I have been breeding a new tomato for the past 10 or so years, using my grandfather’s methods. I’ve saved the seeds from the tomatoes I liked, isolated the plants, hand fertilized to be sure of I don’t accidentally crossbreed.... The result is a large Roma tomato, bright yellow with faint gold stripes I’ve named Goldie’s after my Mom. They produce well in cold climates (Ottawa area, Ont), need a regular source of water, and are average 3-4 inches long. They have bred true for the past 2 years. As have their sister plants from the same original red & gold striped roman tomato. I have not yet named the red ones, they are bright red with faint orange stripes and very large and meaty. I was wondering how one goes about registering new tomato breeds and selling the seeds. I notice that you carryseveral exclusive new breeds and was wondering if you have any advice.

Protecting one’s innovative plant varieties is a challenge. Unfortunately there is no one-size-fits-all strategem for breeders, especially small breeders. Much depends on which countries you want protection, and how much you believe you can sell. Much also depends on the type of propagule: seed and vegetative varieties are handled differently in some countries -- America, for one.

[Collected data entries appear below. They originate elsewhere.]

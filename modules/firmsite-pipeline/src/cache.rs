use std::io::ErrorKind;
use std::path::{Path, PathBuf};

use serde::de::DeserializeOwned;
use serde::Serialize;
use serde_json::Value;
use sha2::{Digest, Sha256};
use tracing::{debug, warn};

use firecrawl_client::{CrawlStatus, MapLinks};
use firmsite_common::ScrapeRecord;

use crate::documents::write_document;

const MAP_FILE: &str = "firecrawl-map.json";
const CRAWL_FILE: &str = "firecrawl-crawl.json";
const SCRAPE_DIR: &str = "scrape";

/// File-backed cache of provider responses.
///
/// Reads never fail: a missing, unreadable or unparsable entry is a miss.
/// Writes are best-effort and only logged on failure. There is no expiry;
/// callers bypass reads with `--force`.
#[derive(Debug, Clone)]
pub struct ResponseCache {
    dir: PathBuf,
}

impl ResponseCache {
    pub fn new(dir: impl Into<PathBuf>) -> Self {
        Self { dir: dir.into() }
    }

    pub fn dir(&self) -> &Path {
        &self.dir
    }

    /// First 16 hex chars of the URL's SHA-256.
    pub fn cache_key(url: &str) -> String {
        let digest = Sha256::digest(url.as_bytes());
        hex::encode(digest)[..16].to_string()
    }

    pub fn scrape_path(&self, url: &str) -> PathBuf {
        self.dir
            .join(SCRAPE_DIR)
            .join(format!("{}.json", Self::cache_key(url)))
    }

    pub async fn read_map(&self) -> Option<MapLinks> {
        // Decoded through MapLinks so caches written by older tooling still load.
        let value: Value = self.read_json(&self.dir.join(MAP_FILE)).await?;
        Some(MapLinks::from_value(&value))
    }

    pub async fn write_map(&self, links: &MapLinks) {
        self.write_json(&self.dir.join(MAP_FILE), links).await;
    }

    pub async fn read_crawl(&self) -> Option<CrawlStatus> {
        self.read_json(&self.dir.join(CRAWL_FILE)).await
    }

    pub async fn write_crawl(&self, status: &CrawlStatus) {
        self.write_json(&self.dir.join(CRAWL_FILE), status).await;
    }

    pub async fn read_scrape<E: DeserializeOwned>(&self, url: &str) -> Option<ScrapeRecord<E>> {
        self.read_json(&self.scrape_path(url)).await
    }

    pub async fn write_scrape<E: Serialize>(&self, url: &str, record: &ScrapeRecord<E>) {
        self.write_json(&self.scrape_path(url), record).await;
    }

    /// Remove the map, crawl and every per-URL entry. Returns how many files went.
    pub async fn clear(&self) -> std::io::Result<usize> {
        let mut removed = 0;
        for file in [MAP_FILE, CRAWL_FILE] {
            match tokio::fs::remove_file(self.dir.join(file)).await {
                Ok(()) => removed += 1,
                Err(e) if e.kind() == ErrorKind::NotFound => {}
                Err(e) => return Err(e),
            }
        }

        let scrape_dir = self.dir.join(SCRAPE_DIR);
        let mut entries = match tokio::fs::read_dir(&scrape_dir).await {
            Ok(entries) => entries,
            Err(e) if e.kind() == ErrorKind::NotFound => return Ok(removed),
            Err(e) => return Err(e),
        };
        while let Some(entry) = entries.next_entry().await? {
            if entry.file_type().await?.is_file() {
                tokio::fs::remove_file(entry.path()).await?;
                removed += 1;
            }
        }
        Ok(removed)
    }

    async fn read_json<T: DeserializeOwned>(&self, path: &Path) -> Option<T> {
        let raw = match tokio::fs::read_to_string(path).await {
            Ok(raw) => raw,
            Err(e) if e.kind() == ErrorKind::NotFound => return None,
            Err(e) => {
                warn!(path = %path.display(), error = %e, "Failed to read cache entry");
                return None;
            }
        };
        match serde_json::from_str(&raw) {
            Ok(value) => {
                debug!(path = %path.display(), "Cache hit");
                Some(value)
            }
            Err(e) => {
                warn!(path = %path.display(), error = %e, "Ignoring unparsable cache entry");
                None
            }
        }
    }

    async fn write_json<T: Serialize>(&self, path: &Path, value: &T) {
        if let Err(e) = write_document(path, value).await {
            warn!(path = %path.display(), error = %e, "Failed to write cache entry");
        }
    }
}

In the case of seed propagated tomato varieties, in Canada you can register your variety with the Canadian Plant Breeders’ Right Office:

But the cost of variety protection is high, and the protection offered is not great. We suspect that the cost and the middling quality of protection have had something to do with the fact that few breeders are using PBR for seed-propagated vegetables. For example, in its history the PBRO has received only four applications for tomato varieties: two of which were abandoned, one is still in the approval process after three years, and only one variety registration has been granted. If protection is important, most seed companies instead rely on the inherent protection that hybridization affords (because the seeds of hybrids never come true). For conventional seed varieties the only other option in Canada is to market your variety under a trademark. This trademark strategy does not prevent anyone from growing and selling your variety under a different name; it only prevents them from selling your variety under the your trademark name.

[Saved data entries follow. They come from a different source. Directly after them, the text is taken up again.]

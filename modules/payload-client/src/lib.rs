pub mod error;
pub mod types;

pub use error::{PayloadError, Result};
pub use types::{DocId, Document, Where};

use std::time::Duration;

use serde::de::DeserializeOwned;
use serde_json::Value;
use types::{DocResponse, FindResponse};

const REQUEST_TIMEOUT: Duration = Duration::from_secs(30);

/// Client for the Payload CMS collections REST API.
pub struct PayloadClient {
    client: reqwest::Client,
    base_url: String,
    auth_header: String,
}

impl PayloadClient {
    /// `auth_collection` is the collection the API key belongs to, usually `users`.
    pub fn new(base_url: &str, api_key: &str, auth_collection: &str) -> Self {
        Self {
            client: reqwest::Client::new(),
            base_url: base_url.trim_end_matches('/').to_string(),
            auth_header: format!("{auth_collection} API-Key {api_key}"),
        }
    }

    pub async fn find(&self, collection: &str, clause: &Where, limit: u32) -> Result<Vec<Document>> {
        let url = format!("{}/api/{}", self.base_url, collection);
        let mut query = clause.query_pairs();
        query.push(("limit".to_string(), limit.to_string()));
        query.push(("depth".to_string(), "0".to_string()));

        let resp = self
            .client
            .get(&url)
            .header(reqwest::header::AUTHORIZATION, &self.auth_header)
            .query(&query)
            .timeout(REQUEST_TIMEOUT)
            .send()
            .await?;

        let found: FindResponse = read_json(resp).await?;
        tracing::debug!(
            collection,
            matched = found.docs.len(),
            total = found.total_docs.unwrap_or_default(),
            "Payload find"
        );
        Ok(found.docs)
    }

    pub async fn create(&self, collection: &str, data: &Value) -> Result<Document> {
        let url = format!("{}/api/{}", self.base_url, collection);
        let resp = self
            .client
            .post(&url)
            .header(reqwest::header::AUTHORIZATION, &self.auth_header)
            .json(data)
            .timeout(REQUEST_TIMEOUT)
            .send()
            .await?;

        let created: DocResponse = read_json(resp).await?;
        tracing::debug!(collection, id = %created.doc.id, "Payload create");
        Ok(created.doc)
    }

    pub async fn update(&self, collection: &str, id: &DocId, data: &Value) -> Result<Document> {
        let url = format!("{}/api/{}/{}", self.base_url, collection, id);
        let resp = self
            .client
            .patch(&url)
            .header(reqwest::header::AUTHORIZATION, &self.auth_header)
            .json(data)
            .timeout(REQUEST_TIMEOUT)
            .send()
            .await?;

        let updated: DocResponse = read_json(resp).await?;
        tracing::debug!(collection, id = %updated.doc.id, "Payload update");
        Ok(updated.doc)
    }
}

async fn read_json<T: DeserializeOwned>(resp: reqwest::Response) -> Result<T> {
    let status = resp.status();
    if !status.is_success() {
        let body = resp.text().await.unwrap_or_default();
        return Err(PayloadError::Api {
            status: status.as_u16(),
            message: body,
        });
    }

    let text = resp.text().await?;
    Ok(serde_json::from_str(&text)?)
}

PBRs are popular for varieties propagated vegetatively, especially those commonly grown in the floriculture industry.

In Canada for seeds there is also the Variety Registration Office, but this options only applies to certain agricultural crops such as wheat, rye and barley. Strangely, potatoes can be registered this route but not tomatoes. For more information on the Canadian VRO:

In the United States, the situation is different. The U.S. Patent Office offers plant patents which are used mainly for vegetatively propagated varieties like the Plant Breeders’ Rights registration in Canada. And the U.S. Department of Agriculture’s Plant Variety Protection Office offers protection of seed and tuber varieties.

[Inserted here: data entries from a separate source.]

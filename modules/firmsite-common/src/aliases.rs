use std::collections::{HashMap, HashSet};
use std::path::Path;

use tracing::{debug, warn};

use crate::config::Config;

/// Raw taxonomy label to canonical display name, matched case-insensitively.
#[derive(Debug, Clone, Default)]
pub struct AliasTable {
    lower_map: HashMap<String, String>,
    /// Aliases and canonical names exactly as written in the file.
    known: HashSet<String>,
}

impl AliasTable {
    pub fn from_pairs<I, K, V>(pairs: I) -> Self
    where
        I: IntoIterator<Item = (K, V)>,
        K: AsRef<str>,
        V: AsRef<str>,
    {
        let mut table = AliasTable::default();
        for (alias, canonical) in pairs {
            let alias = alias.as_ref();
            let key = alias.trim().to_lowercase();
            let canonical = canonical.as_ref().trim();
            if key.is_empty() {
                continue;
            }
            if !canonical.is_empty() {
                table.known.insert(canonical.to_string());
                table.lower_map.insert(key, canonical.to_string());
            }
            table.known.insert(alias.to_string());
        }
        table
    }

    /// Load a `{"raw label": "Canonical Name"}` file. A missing or unreadable
    /// file gives an empty table.
    pub fn load(path: &Path) -> Self {
        let raw = match std::fs::read_to_string(path) {
            Ok(raw) => raw,
            Err(_) => {
                debug!(path = %path.display(), "No alias file, using empty table");
                return AliasTable::default();
            }
        };
        match serde_json::from_str::<HashMap<String, String>>(&raw) {
            Ok(map) => {
                let table = AliasTable::from_pairs(map);
                debug!(path = %path.display(), aliases = table.len(), "Loaded alias table");
                table
            }
            Err(e) => {
                warn!(path = %path.display(), error = %e, "Unparsable alias file, using empty table");
                AliasTable::default()
            }
        }
    }

    /// Canonical name for `raw`, or the trimmed input when there is no alias.
    pub fn resolve(&self, raw: &str) -> String {
        let trimmed = raw.trim();
        self.lower_map
            .get(&trimmed.to_lowercase())
            .cloned()
            .unwrap_or_else(|| trimmed.to_string())
    }

    /// Exact, case-sensitive membership in the alias or canonical names.
    pub fn is_known(&self, text: &str) -> bool {
        self.known.contains(text)
    }

    pub fn len(&self) -> usize {
        self.lower_map.len()
    }

    pub fn is_empty(&self) -> bool {
        self.known.is_empty()
    }
}

#[derive(Debug, Clone, Copy, PartialEq, Eq)]
pub enum TaxonomyKind {
    PracticeAreas,
    Industries,
}

/// Both alias tables, loaded once at startup and shared read-only.
#[derive(Debug, Clone, Default)]
pub struct Taxonomy {
    pub practice_areas: AliasTable,
    pub industries: AliasTable,
}

impl Taxonomy {
    pub fn load(config: &Config) -> Self {
        Self {
            practice_areas: AliasTable::load(&config.practice_area_aliases),
            industries: AliasTable::load(&config.industry_aliases),
        }
    }

    pub fn table(&self, kind: TaxonomyKind) -> &AliasTable {
        match kind {
            TaxonomyKind::PracticeAreas => &self.practice_areas,
            TaxonomyKind::Industries => &self.industries,
        }
    }
}

#[cfg(test)]
mod tests {
    use std::io::Write;

    use super::*;
    use crate::slug::normalize_slug;

    fn industries() -> AliasTable {
        AliasTable::from_pairs([
            ("healthcare", "Health Care"),
            ("Health-Care", "Health Care"),
            ("real-estate", "Real Estate"),
        ])
    }

    #[test]
    fn resolves_case_insensitively_after_trim() {
        let table = industries();
        assert_eq!(table.resolve("Healthcare"), "Health Care");
        assert_eq!(table.resolve("  HEALTHCARE "), "Health Care");
    }

    #[test]
    fn unknown_label_passes_through_trimmed() {
        assert_eq!(industries().resolve("  Agriculture "), "Agriculture");
    }

    #[test]
    fn aliases_of_one_concept_share_a_slug() {
        let table = industries();
        let aliases = ["healthcare", "Health-Care", "Health Care", "HEALTHCARE"];
        let slugs: HashSet<String> = aliases
            .iter()
            .map(|a| normalize_slug(&table.resolve(a)))
            .collect();
        assert_eq!(slugs.len(), 1);
        assert!(slugs.contains("health-care"));
    }

    #[test]
    fn canonical_names_are_known() {
        let table = industries();
        assert!(table.is_known("Health Care"));
        assert!(table.is_known("Real Estate"));
        assert!(table.is_known("healthcare"));
        assert!(table.is_known("Health-Care"));
        assert!(!table.is_known("health care"));
        assert!(!table.is_known("Agriculture"));
    }

    #[test]
    fn missing_file_is_empty_table() {
        let dir = tempfile::tempdir().unwrap();
        let table = AliasTable::load(&dir.path().join("nope.json"));
        assert!(table.is_empty());
        assert_eq!(table.resolve("Healthcare"), "Healthcare");
    }

    #[test]
    fn unparsable_file_is_empty_table() {
        let mut file = tempfile::NamedTempFile::new().unwrap();
        write!(file, "{{ not json").unwrap();
        assert!(AliasTable::load(file.path()).is_empty());
    }

    #[test]
    fn loads_json_file() {
        let mut file = tempfile::NamedTempFile::new().unwrap();
        write!(file, r#"{{"IP": "Intellectual Property"}}"#).unwrap();
        let table = AliasTable::load(file.path());
        assert_eq!(table.resolve("ip"), "Intellectual Property");
    }
}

We have felt for a long time that plant variety protection is in sore need of an overhaul. Why is that authors and musicians get the strong protection that copyright law confers, for almost no cost, while breeders (and inventors and designers) must make do with inadequate, and expensive, options that are largely limited to one country? There is little doubt that plant variety protection laws are deeply flawed, and those flaws are seriously limiting creativity in the plant breeding world.